Recipe from Nino Zoccali's cookbook Pasta Artigiana
Squid ink bavette with clams & zucchini
PREP TIME 30 minutes + (several hours to purge clams)
COOKING TIME 20 minutes
500 g (1 lb, 2 oz) clams (vongole)
100 ml (3½ fl oz) extra virgin olive oil, plus extra, to serve (optional)
135 g (4¾ oz) zucchini (courgette), cut into1 cm (½ inch) dice
fine sea salt, to taste
freshly ground black pepper, to taste
600 g (1 lb, 5 oz) good quality dried squid ink bavette
1 small garlic clove, finely chopped
100 ml (3½ fl oz) dry white wine
2 tablespoons chopped flat-leaf (Italian) parsley
If they haven't been purged, place the clams in a solution of cool water and sea salt for several hours or overnight in a cool part of the house (if you refrigerate them, they'll close up and won't 'spit out' the sand).

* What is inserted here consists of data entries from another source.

impl TreeOptions {
    pub fn new() -> Self {
        Self::default()
    }

    /// Number of splits after which the relative floor applies.
    pub fn min_splits(mut self, n: usize) -> Self {
        self.min_splits = n;
        self
    }

    pub fn max_splits(mut self, n: usize) -> Self {
        self.max_splits = n;
        self
    }

    /// Fraction of a node's own entropy its split must gain.
    pub fn split_threshold(mut self, threshold: f64) -> Self {
        self.split_threshold = threshold;
        self
    }

    pub fn stop_on_nonpositive_gain(mut self, enabled: bool) -> Self {
        self.stop_on_nonpositive_gain = enabled;
        self
    }

    pub fn relative_floor(mut self, enabled: bool) -> Self {
        self.relative_floor = enabled;
        self
    }

    pub fn merge(mut self, options: MergeOptions) -> Self {
        self.merge = options;
        self
    }

    pub fn merge_options(&self) -> &MergeOptions {
        &self.merge
    }

    /// Grows a tree over `members` by repeatedly splitting the leaf whose
    /// candidate question gains the most.
    pub fn build<O>(
        &self,
        members: &[UnitId],
        units: Units<'_>,
        oracle: &O,
    ) -> Result<BuildOutcome, BuildError>
    where
        O: QuestionOracle + ?Sized,
    {
        if members.is_empty() {
            return Err(BuildError::EmptyMembers);
        }

        let root = self.mk_node(members.to_vec(), units, oracle)?;
        let mut tree = Tree::new(root, 2 * self.max_splits + 1);
        let mut warnings = Vec::new();
        if tree.root().question().is_none() {
            warn!("no question splits the {} root units", members.len());
            warnings.push(Warning::NoRootQuestion);
            return Ok(BuildOutcome {
                tree,
                warnings,
                stop: StopReason::NoCandidate,
            });
        }

        let mut stop = StopReason::MaxSplits;
        for i in 0..self.max_splits {
            let id = match best_leaf(&tree) {
                Some(id) => id,
                None => {
                    info!("stop after {} splits: no leaf has a candidate question", i);
                    stop = StopReason::NoCandidate;
                    break;
                }
            };
            let node = tree.node(id).expect("never fails");
            let decrease = node.entropy_decrease();
            if self.stop_on_nonpositive_gain && decrease <= 0.0 {
                info!("stop after {} splits: best decrease {:e} <= 0", i, decrease);
                stop = StopReason::NonPositiveGain;
                break;
            }
            if self.relative_floor
                && i > self.min_splits
                && decrease < self.split_threshold * node.entropy()
            {
                info!(
                    "stop after {} splits: best decrease {:e} < {:e} * {:e}",
                    i,
                    decrease,
                    self.split_threshold,
                    node.entropy()
                );
                stop = StopReason::RelativeFloor;
                break;
            }

            info!("split {}: node {} gains {:e}", i, id, decrease);
            self.split_leaf(&mut tree, id, units, oracle)?;
        }

        Ok(BuildOutcome {
            tree,
            warnings,
            stop,
        })
    }

    fn mk_node<O>(&self, members: Vec<UnitId>, units: Units<'_>, oracle: &O) -> Result<Node, BuildError>
    where
        O: QuestionOracle + ?Sized,
    {
        let merged = merge(&members, units.stats(), &self.merge)?;
        let candidate = oracle.best_question(&members, &merged)?;
        let node = Node::from_merged(members, merged);
        Ok(match candidate {
            Some(c) => {
                debug!(
                    "{} units, entropy {:e}: best question {} gains {:e}",
                    node.members().len(),
                    node.entropy(),
                    c.question,
                    c.entropy_decrease
                );
                node.with_candidate(c.question, c.entropy_decrease)
            }
            None => node,
        })
    }

    fn split_leaf<O>(
        &self,
        tree: &mut Tree,
        id: NodeId,
        units: Units<'_>,
        oracle: &O,
    ) -> Result<(), BuildError>
    where
        O: QuestionOracle + ?Sized,
    {
        let node = tree.node(id).expect("never fails");
        let question: Question = node.question().cloned().expect("never fails");
        let (yes, no): (Vec<UnitId>, Vec<UnitId>) = node
            .members()
            .iter()
            .partition(|&&u| question.evaluate(units.context(u)));
        if yes.is_empty() || no.is_empty() {
            return Err(BuildError::InvalidPartition {
                node: id,
                question: question.to_string(),
            });
        }

        let yes = self.mk_node(yes, units, oracle)?;
        let no = self.mk_node(no, units, oracle)?;
        tree.split(id, question, yes, no)?;
        Ok(())
    }
}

Use 30 g (1 oz) salt to each litre (35 fl oz/4 cups) of water. Drain and set aside.
Heat half of the extra virgin olive oil in a frying pan over medium-high heat until just before it begins to smoke and add the zucchini. Season with the sea salt and black pepper and cook until the zucchini is tender, continuously turning the pieces so that they brown, but don't burn. Set aside. Cook the pasta in abundant salted boiling water until al dente and drain.

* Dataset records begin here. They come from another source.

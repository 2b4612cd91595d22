use crate::tree::{NodeId, Tree};
use ordered_float::OrderedFloat;
use std::cmp::Reverse;
use std::collections::BinaryHeap;
use tracing::{debug, info, warn};

#[derive(Debug, Clone, Default)]
pub struct PruneOptions {
    entropy_floor: Option<f64>,
    min_occupancy: Option<f64>,
}

impl PruneOptions {
    pub fn new() -> Self {
        Self::default()
    }

    /// Collapse internal nodes whose own weighted entropy is below `floor`.
    pub fn entropy_floor(mut self, floor: f64) -> Self {
        self.entropy_floor = Some(floor);
        self
    }

    /// Collapse internal nodes with a child whose occupancy is below `min`.
    pub fn min_occupancy(mut self, min: f64) -> Self {
        self.min_occupancy = Some(min);
        self
    }
}

/// Removes the subtrees of every node failing `options`, top-down. Returns
/// the number of nodes removed.
///
/// Internal nodes read back from a tree file have no entropy, so only the
/// occupancy rule applies to them.
pub fn prune_tree(tree: &mut Tree, options: &PruneOptions) -> usize {
    let mut removed = 0;
    let mut stack = vec![0];
    while let Some(id) = stack.pop() {
        let node = match tree.node(id) {
            Some(n) => n,
            None => continue,
        };
        let c = match node.children() {
            Some(c) => c,
            None => continue,
        };
        let low_entropy = options.entropy_floor.map_or(false, |f| node.entropy() < f);
        let low_count = options.min_occupancy.map_or(false, |min| {
            [c.yes, c.no]
                .iter()
                .any(|&child| tree.node(child).map_or(false, |n| n.occupancy() < min))
        });
        if low_entropy || low_count {
            let n = tree.detach_children(id);
            debug!("pruned {} nodes below node {}", n, id);
            removed += n;
        } else {
            stack.push(c.no);
            stack.push(c.yes);
        }
    }
    removed
}

/// Collapses twigs across `trees`, cheapest split first, until at most
/// `wanted` leaves remain or no twig is left. Returns the final leaf count.
pub fn prune_to_leaf_count(trees: &mut [Tree], wanted: usize) -> usize {
    let mut leaves = trees.iter().map(Tree::count_leaves).sum::<usize>();
    info!("{} leaves before pruning, {} wanted", leaves, wanted);
    if leaves <= wanted {
        return leaves;
    }

    let mut heap = BinaryHeap::new();
    for (t, tree) in trees.iter().enumerate() {
        for id in tree.preorder() {
            if tree.is_twig(id) {
                heap.push(twig_key(tree, t, id));
            }
        }
    }

    while leaves > wanted {
        let Reverse((_, t, id)) = match heap.pop() {
            Some(k) => k,
            None => {
                warn!("ran out of twigs with {} leaves left, {} wanted", leaves, wanted);
                break;
            }
        };
        let tree = &mut trees[t];
        tree.detach_children(id);
        leaves -= 1;

        match tree.node(id).and_then(|n| n.parent()) {
            Some(parent) if tree.is_twig(parent) => heap.push(twig_key(tree, t, parent)),
            Some(_) => {}
            None => info!("tree {} reduced to its root", t),
        }
    }
    leaves
}

fn twig_key(tree: &Tree, t: usize, id: NodeId) -> Reverse<(OrderedFloat<f64>, usize, NodeId)> {
    let decrease = tree.node(id).map_or(f64::INFINITY, |n| n.entropy_decrease());
    Reverse((OrderedFloat(decrease), t, id))
}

About 2-3 minutes before the pasta is cooked, heat the remaining extra virgin olive oil in a separate large saucepan until it just begins to smoke and carefully add the clams. Make sure the clams have been well drained of water before adding them to the pan, otherwise you may get unwanted flames. Add the garlic and cook for about 30 seconds before adding the white wine. Cook until all the clams have opened and the alcohol is cooked out of the wine (when the sauce no longer tastes bitter). Set aside for a minute. Drain the pasta, add to the clams with the zucchini and combine. Season with a little more sea salt and black pepper and add more extra virgin olive oil if desired a add lots). Mix the chopped parsley through the pasta and serve immediately.